As the global, elite-dominated media establishment sought to label the movement an expression of “globalphobia,” transnational social justice activists proved resilient in developing their own label of “alter-globalization,” showing that its struggle aimed to confront a specific kind of globalization; that is, a neoliberal project designed in the interests of certain national elites in collusion with foreign hegemonic powers.

Transnational global justice activists developed new slogans and distinctive forms of protest, taking advantage of new communications technologies to construct increasingly more complex networks and alternative media networks. Their visibility quickly expanded with the consolidation of the World Social Forum, whose central unifying slogan, “Another World Is Possible,” took hold. An important part of this struggle consisted in leading protests against a new generation of commercial schemes designed to make neoliberal policies self-perpetuating through their enshrinement in international trade laws. The World Trade Organization (WTO), created in 1995, is the best example, just as the 1999 protests in Seattle against the WTO marked intensification of popular resistance against it.

Sociological Approaches

To capture fully the dynamics of transnational activism, social problems research must confront the theoretical challenges of conceptualizing social movements in relation to nation-states and the transnational legal order developing within a larger and historically evolving political economy. To this end, two broad bands of methodological approaches toward transnational activism presently do so. Social constructionism (with its more subjectivistic roots in critical labeling theory), symbolic interactionism, and postmodernist critical theory focus on the “claims” that activists make in “framing” the overarching social problem fueling their protest and the various social forces shaping the life cycle or “rise and fall” of their activist activities. In contrast, structural approaches (with their more objectivistic roots in political sociology), resource mobilization, and political economy emphasize national, regional, and global trends that affect material social conditions, political power relations, and social class inequalities, all of which fuel dynamics of resistance against the existing distribution of wealth and power, prevailing social control agencies, and an emerging transnational legal order.

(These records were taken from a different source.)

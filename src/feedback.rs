use log::{debug, info, warn};
use std::fmt;
use std::sync::Mutex;
use std::time::Duration;
use tokio::time::Instant;
use uuid::Uuid;

#[derive(Debug, Clone, Copy, PartialEq, Eq)]
pub enum Severity {
    Info,
    Success,
    Error,
}

/// A transient message shown to the user until it expires.
#[derive(Debug, Clone)]
pub struct Feedback {
    pub id: Uuid,
    pub text: String,
    pub severity: Severity,
    pub expires_at: Instant,
}

impl fmt::Display for Feedback {
    fn fmt(&self, f: &mut fmt::Formatter<'_>) -> fmt::Result {
        let marker = match self.severity {
            Severity::Info => "[info]",
            Severity::Success => "[ok]",
            Severity::Error => "[error]",
        };
        write!(f, "{} {}", marker, self.text)
    }
}

/// The single feedback slot shared by all panels; a newer message replaces
/// the previous one.
pub struct FeedbackBoard {
    ttl: Duration,
    current: Mutex<Option<Feedback>>,
}

impl FeedbackBoard {
    pub fn new(ttl: Duration) -> Self {
        Self {
            ttl,
            current: Mutex::new(None),
        }
    }

    pub fn show(&self, severity: Severity, text: impl Into<String>) -> Feedback {
        let feedback = Feedback {
            id: Uuid::new_v4(),
            text: text.into(),
            severity,
            expires_at: Instant::now() + self.ttl,
        };
        match severity {
            Severity::Error => warn!("{}", feedback),
            _ => info!("{}", feedback),
        }
        *self.current.lock().unwrap_or_else(|e| e.into_inner()) = Some(feedback.clone());
        feedback
    }

    pub fn success(&self, text: impl Into<String>) -> Feedback {
        self.show(Severity::Success, text)
    }

    pub fn error(&self, text: impl Into<String>) -> Feedback {
        self.show(Severity::Error, text)
    }

    pub fn info(&self, text: impl Into<String>) -> Feedback {
        self.show(Severity::Info, text)
    }

    /// The live message, if it has not expired yet.
    pub fn current(&self) -> Option<Feedback> {
        let now = Instant::now();
        self.current
            .lock()
            .unwrap_or_else(|e| e.into_inner())
            .as_ref()
            .filter(|f| f.expires_at > now)
            .cloned()
    }

    /// Drops an expired message. Returns the id that was cleared.
    pub fn sweep(&self) -> Option<Uuid> {
        let now = Instant::now();
        let mut slot = self.current.lock().unwrap_or_else(|e| e.into_inner());
        if slot.as_ref().is_some_and(|f| f.expires_at <= now) {
            let cleared = slot.take().map(|f| f.id);
            debug!("Cleared expired feedback {:?}", cleared);
            return cleared;
        }
        None
    }
}
use lazy_static::lazy_static;
use regex::Regex;

#[derive(Debug, Clone, PartialEq, Eq)]
pub enum ConsoleCommand {
    Help,
    /// `connect` toggles the wallet overlay; `connect <n>` picks account n.
    Connect(Option<usize>),
    Disconnect,
    Amount(String),
    OptIn,
    Donate,
    Polls,
    Select { poll_id: u32, option: usize },
    Vote(u32),
    Balance,
    Status,
    Quit,
}

lazy_static! {
    static ref CONNECT_RE: Regex = Regex::new(r"^connect(?:\s+([0-9]+))?$").unwrap();
    static ref AMOUNT_RE: Regex = Regex::new(r"^amount(?:\s+(\S+))?$").unwrap();
    static ref SELECT_RE: Regex = Regex::new(r"^select\s+([0-9]+)\s+([0-9]+)$").unwrap();
    static ref VOTE_RE: Regex = Regex::new(r"^vote\s+([0-9]+)$").unwrap();
}

pub const HELP: &str = "\
Commands:
  connect            open or close the wallet-selection overlay
  connect <n>        connect wallet account n
  disconnect         disconnect the wallet
  amount <ALGO>      set the donation amount (empty clears it)
  optin              opt in to the ANJ token
  donate             donate the entered amount
  polls              show community proposals
  select <poll> <n>  choose option n in a poll
  vote <poll>        cast your vote (spends ANJ)
  balance            show your ANJ balance
  status             show account and ledger details
  quit               end the session";

/// Parses one console line. Blank lines yield `Ok(None)`.
pub fn parse(line: &str) -> Result<Option<ConsoleCommand>, String> {
    let line = line.trim();
    if line.is_empty() {
        return Ok(None);
    }

    let command = match line {
        "help" | "?" => ConsoleCommand::Help,
        "disconnect" => ConsoleCommand::Disconnect,
        "optin" | "opt-in" => ConsoleCommand::OptIn,
        "donate" => ConsoleCommand::Donate,
        "polls" => ConsoleCommand::Polls,
        "balance" => ConsoleCommand::Balance,
        "status" => ConsoleCommand::Status,
        "quit" | "exit" => ConsoleCommand::Quit,
        _ => {
            if let Some(caps) = CONNECT_RE.captures(line) {
                ConsoleCommand::Connect(caps.get(1).and_then(|m| m.as_str().parse().ok()))
            } else if let Some(caps) = AMOUNT_RE.captures(line) {
                ConsoleCommand::Amount(
                    caps.get(1).map(|m| m.as_str().to_string()).unwrap_or_default(),
                )
            } else if let Some(caps) = SELECT_RE.captures(line) {
                match (caps[1].parse(), caps[2].parse()) {
                    (Ok(poll_id), Ok(option)) => ConsoleCommand::Select { poll_id, option },
                    _ => return Err(format!("Numbers out of range: {}", line)),
                }
            } else if let Some(caps) = VOTE_RE.captures(line) {
                match caps[1].parse() {
                    Ok(poll_id) => ConsoleCommand::Vote(poll_id),
                    Err(_) => return Err(format!("Numbers out of range: {}", line)),
                }
            } else {
                return Err(format!("Unknown command: {} (try `help`)", line));
            }
        }
    };
    Ok(Some(command))
}
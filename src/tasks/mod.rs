pub mod balance_listener;
pub mod feedback_sweeper;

Modest attempts to bridge these two camps mostly emphasize the uneven manner in which transnational activism emerged, making it decisive in some areas while more nation-based social movements continue to predominate in others. This favors a more eclectic approach by looking both at political opportunity structures and framing processes as potentially key components of transnational activist activity. A more integrated, dialectical approach will eventually need to root transnational activism in the global political economy, the dynamic logic of social movements, and the expanding role of the legal order as a mediator of local, national, and supra-national power relations.

Bibliography:

  1. Petras, James. 2003. The New Development Politics: The Age of Empire Building and New Social Movements. Aldershot, England: Ashgate.
  2. Sen, Jai, Anita Anand, Arturo Escobar, and Peter Waterman. 2005. World Social Forum: Challenging Empires. New Delhi, India: Viveka Foundation. Retrieved March 30, 2017 (https://www.researchgate.net/publication/5219720_The_World_Social_Forum_Challenging_Empires).
  3. Stout, A. Kathryn, Richard A. Dello Buono, and William J. Chambliss. 2004. Social Problems, Law, and Society. Lanham, MD: Rowman & Littlefield.
  4. Tarrow, Sidney. 2005. The New Transnational Activism. Cambridge, England: Cambridge University Press.
  5. Tilly, Charles and Sidney Tarrow. 2006. Contentious Politics. Boulder, CO: Paradigm.